++++ EXCERPTED RECORDS

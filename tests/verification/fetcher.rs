use crate::support::{
    OWNER, REPO, REPO_URL, github_config, mount_raw, mount_small_repo, mount_tree,
    paths_requested,
};
use skillproof::config::SamplingConfig;
use skillproof::github::RepositorySnapshotFetcher;
use skillproof::VerifyError;
use wiremock::matchers::{method, path_regex};
use wiremock::{Mock, MockServer, ResponseTemplate};

fn fetcher(server: &MockServer) -> RepositorySnapshotFetcher {
    RepositorySnapshotFetcher::new(&github_config(server), SamplingConfig::default()).unwrap()
}

#[tokio::test]
async fn keeps_eligible_blobs_in_tree_order() {
    let server = MockServer::start().await;
    mount_tree(
        &server,
        "main",
        &[
            ("web/app.tsx", "blob"),
            ("node_modules/left-pad/index.js", "blob"),
            ("dist/bundle.js", "blob"),
            ("static/jquery.min.js", "blob"),
            ("docs/guide.md", "blob"),
            ("src", "tree"),
            ("src/lib.rs", "blob"),
        ],
    )
    .await;
    mount_raw(&server, "main", "web/app.tsx", "export const App = () => null;").await;
    mount_raw(&server, "main", "src/lib.rs", "pub fn it() {}").await;

    let samples = fetcher(&server).fetch(REPO_URL).await.unwrap();

    let paths: Vec<_> = samples.paths().collect();
    assert_eq!(paths, vec!["web/app.tsx", "src/lib.rs"]);
    assert!(samples.iter().all(|s| s.branch == "main"));
}

#[tokio::test]
async fn tree_falls_back_to_master() {
    let server = MockServer::start().await;
    mount_tree(&server, "master", &[("main.go", "blob")]).await;
    mount_raw(&server, "master", "main.go", "package main").await;

    let samples = fetcher(&server).fetch(REPO_URL).await.unwrap();

    assert_eq!(samples.len(), 1);
    let sample = samples.iter().next().unwrap();
    assert_eq!(sample.branch, "master");
    assert_eq!(sample.content, "package main");
}

#[tokio::test]
async fn tree_failure_on_both_branches_reports_status() {
    let server = MockServer::start().await;

    let err = fetcher(&server).fetch(REPO_URL).await.unwrap_err();

    assert!(matches!(
        err,
        VerifyError::Fetch {
            status: Some(404),
            ..
        }
    ));
    let requested = paths_requested(&server.received_requests().await.unwrap());
    assert!(requested.contains(&format!("/repos/{OWNER}/{REPO}/git/trees/main")));
    assert!(requested.contains(&format!("/repos/{OWNER}/{REPO}/git/trees/master")));
}

#[tokio::test]
async fn other_default_branches_are_not_discovered() {
    let server = MockServer::start().await;
    mount_tree(&server, "trunk", &[("src/lib.rs", "blob")]).await;

    let err = fetcher(&server).fetch(REPO_URL).await.unwrap_err();

    assert!(matches!(err, VerifyError::Fetch { .. }));
}

#[tokio::test]
async fn content_falls_back_per_file_and_skips_missing() {
    let server = MockServer::start().await;
    mount_tree(
        &server,
        "main",
        &[("a.py", "blob"), ("b.py", "blob"), ("c.py", "blob")],
    )
    .await;
    mount_raw(&server, "main", "a.py", "a = 1").await;
    mount_raw(&server, "master", "b.py", "b = 2").await;

    let samples = fetcher(&server).fetch(REPO_URL).await.unwrap();

    let got: Vec<_> = samples
        .iter()
        .map(|s| (s.path.as_str(), s.branch.as_str()))
        .collect();
    assert_eq!(got, vec![("a.py", "main"), ("b.py", "master")]);
}

#[tokio::test]
async fn reserved_characters_in_paths_are_encoded() {
    let server = MockServer::start().await;
    mount_tree(
        &server,
        "main",
        &[("src/c#.py", "blob"), ("src/c", "blob"), ("src/q?.py", "blob")],
    )
    .await;
    mount_raw(&server, "main", "src/c%23.py", "print('hash')").await;
    mount_raw(&server, "main", "src/q%3F.py", "print('query')").await;
    mount_raw(&server, "main", "src/c", "unrelated").await;

    let samples = fetcher(&server).fetch(REPO_URL).await.unwrap();

    let got: Vec<_> = samples
        .iter()
        .map(|s| (s.path.as_str(), s.content.as_str()))
        .collect();
    assert_eq!(
        got,
        vec![("src/c#.py", "print('hash')"), ("src/q?.py", "print('query')")]
    );
    let requested = paths_requested(&server.received_requests().await.unwrap());
    assert!(!requested.contains(&format!("/raw/{OWNER}/{REPO}/main/src/c")));
}

#[tokio::test]
async fn caps_file_count_and_length() {
    let server = MockServer::start().await;
    let names: Vec<String> = (0..15).map(|i| format!("src/f{i:02}.rs")).collect();
    let entries: Vec<(&str, &str)> = names.iter().map(|n| (n.as_str(), "blob")).collect();
    mount_tree(&server, "main", &entries).await;
    Mock::given(method("GET"))
        .and(path_regex(r"^/raw/octo/widgets/main/src/f\d+\.rs$"))
        .respond_with(ResponseTemplate::new(200).set_body_string("é".repeat(5000)))
        .mount(&server)
        .await;

    let samples = fetcher(&server).fetch(REPO_URL).await.unwrap();

    assert_eq!(samples.len(), 10);
    assert_eq!(samples.paths().last(), Some("src/f09.rs"));
    assert!(samples.iter().all(|s| s.content.chars().count() == 3000));
}

#[tokio::test]
async fn small_repo_fingerprint_is_stable() {
    let server = MockServer::start().await;
    mount_small_repo(&server).await;

    let first = fetcher(&server).fetch(REPO_URL).await.unwrap();
    let second = fetcher(&server).fetch("octo/widgets").await.unwrap();

    assert_eq!(first, second);
    assert!(first.fingerprint().starts_with("sha256:"));
    assert_eq!(first.fingerprint(), second.fingerprint());
}

#[tokio::test]
async fn malformed_url_is_rejected_before_any_request() {
    let server = MockServer::start().await;

    let err = fetcher(&server)
        .fetch("https://github.com/just-an-owner")
        .await
        .unwrap_err();

    assert!(matches!(err, VerifyError::InvalidReference(_)));
    assert!(server.received_requests().await.unwrap().is_empty());
}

++++++++

ACTIVITY:
Using the entries above, quote each line verbatim from the first through the line that contains "use skillproof::VerifyError;".

OUTPUT BELOW:
filename tests/verification/fetcher.rs
use crate::support::{
    OWNER, REPO, REPO_URL, github_config, mount_raw, mount_small_repo, mount_tree,
    paths_requested,
};
use skillproof::config::SamplingConfig;
use skillproof::github::RepositorySnapshotFetcher;
use skillproof::VerifyError;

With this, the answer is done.